Hey, my app premade has had issues deploying over the last 24hrs; it’s failing on the migration step and I don’t believe I’ve changed anything in the connection or DB settings since the last successful deployment

==> Release command
Command: /app/bin/premade eval Premade.Release.migrate
	 Starting instance
	 Configuring virtual machine
	 Pulling container image
	 Unpacking image
	 Preparing kernel init
	 Configuring firecracker
	 Starting virtual machine
	 Starting init (commit: cc4f071)...
	 Running: `/app/bin/premade eval Premade.Release.migrate` as nobody
	 2021/08/03 10:07:37 listening on [fdaa:0:3049:a7b:a98:febd:a5b4:2]:22 (DNS: [fdaa::3]:53)
	 Reaped child process with pid: 562 and signal: SIGUSR1, core dumped? false
	 10:07:41.447 [error] Could not create schema migrations table. This error usually happens due to the following:
	   * The database does not exist
	   * The "schema_migrations" table, which Ecto uses for managing
	     migrations, was defined by another library
	   * There is a deadlock while migrating (such as using concurrent
	     indexes with a migration_lock)
	 To fix the first issue, run "mix ecto.create".
	 To address the second, you can run "mix ecto.drop" followed by
	 "mix ecto.create". Alternatively you may configure Ecto to use
	 another table and/or repository for managing migrations:
	     config :premade, Premade.Repo,
	       migration_source: "some_other_table_for_schema_migrations",
	       migration_repo: AnotherRepoForSchemaMigrations
	 The full error report is shown below.
	 ** (DBConnection.ConnectionError) connection not available and request was dropped from queue after 2977ms. This means requests are coming in and your connection pool cannot serve them fast enough. You can address this by:
	   1. Ensuring your database is available and that you can connect to it
	   2. Tracking down slow queries and making sure they are running fast enough
	   3. Increasing the pool_size (albeit it increases resource consumption)
	   4. Allowing requests to wait longer by increasing :queue_target and :queue_interval
	 See DBConnection.start_link/2 for more information
	     (ecto_sql 3.6.2) lib/ecto/adapters/sql.ex:760: Ecto.Adapters.SQL.raise_sql_call_error/1
	     (elixir 1.12.2) lib/enum.ex:1582: Enum."-map/2-lists^map/1-0-"/2
	     (ecto_sql 3.6.2) lib/ecto/adapters/sql.ex:848: Ecto.Adapters.SQL.execute_ddl/4
	     (ecto_sql 3.6.2) lib/ecto/migrator.ex:645: Ecto.Migrator.verbose_schema_migration/3
	     (ecto_sql 3.6.2) lib/ecto/migrator.ex:473: Ecto.Migrator.lock_for_migrations/4
	     (ecto_sql 3.6.2) lib/ecto/migrator.ex:388: Ecto.Migrator.run/4
	     (ecto_sql 3.6.2) lib/ecto/migrator.ex:146: Ecto.Migrator.with_repo/3
	     (premade 0.1.0) lib/release.ex:12: anonymous fn/2 in Premade.Release.migrate/0
	 Main child exited normally with code: 1
	 Reaped child process with pid: 564 and signal: SIGUSR1, core dumped? false
	 Starting clean up.
Error Release command failed, deployment aborted

I thought for some reason the pool_size might not be big enough (although I shouldn’t be receiving any traffic other than spam bots), so I even scaled down the app to 0 to just get a deployment out but this is still occurring

I can see the DB details are there in secrets still.

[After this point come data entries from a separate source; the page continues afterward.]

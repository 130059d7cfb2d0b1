//! Create, remove and inspect NTFS links from the command line.

use std::path::PathBuf;

use clap::{Parser, Subcommand};

#[derive(Parser)]
#[command(name = "junc")]
#[command(about = "Create, remove and inspect NTFS links", long_about = None)]
struct Cli {
    #[command(subcommand)]
    command: Commands,
}

#[derive(Subcommand)]
enum Commands {
    /// Create a link pointing at a target
    Link {
        /// What the link should point at
        target: PathBuf,
        /// Where to create the link
        link: PathBuf,
    },
    /// Remove a link
    Unlink { link: PathBuf },
    /// Print a link's literal target
    Info { link: PathBuf },
}

#[cfg(windows)]
fn main() -> anyhow::Result<()> {
    use anyhow::Context;

    env_logger::init();
    let cli = Cli::parse();
    match cli.command {
        Commands::Link { target, link } => {
            ntlink::create_link(&target, &link).with_context(|| {
                format!("cannot link {} -> {}", link.display(), target.display())
            })?;
        }
        Commands::Unlink { link } => {
            ntlink::remove_link(&link)
                .with_context(|| format!("cannot unlink {}", link.display()))?;
        }
        Commands::Info { link } => {
            let target = ntlink::read_link(&link)
                .with_context(|| format!("cannot read link {}", link.display()))?;
            println!("{}", target.display());
        }
    }
    Ok(())
}

#[cfg(not(windows))]
fn main() -> anyhow::Result<()> {
    // keep the argument surface identical so --help works everywhere
    let _ = Cli::parse();
    anyhow::bail!("NTFS links require a Windows host");
}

Can you see if I’m doing anything silly? The DB is on premade-db

Hm so not sure what happened to take up all of the connections; but turns out deploying doesn’t work if the scale is set to 0… So I scaled it back to 1, deployed while connections weren’t used and so far so good. Hopefully upping the pool_size will help

1 Like

Whoops, sorry we missed this yesterday.

Everything is working now? That does sound like a DB connection limit, but we set maxconns to 300 so that would be a little surprising: postgres-ha/config.go at main · fly-apps/postgres-ha · GitHub

What was your pool size set to? The migration step runs as an entirely different VM so it shouldn’t matter what that’s set to, really, as long as postgres has RAM and connection slots.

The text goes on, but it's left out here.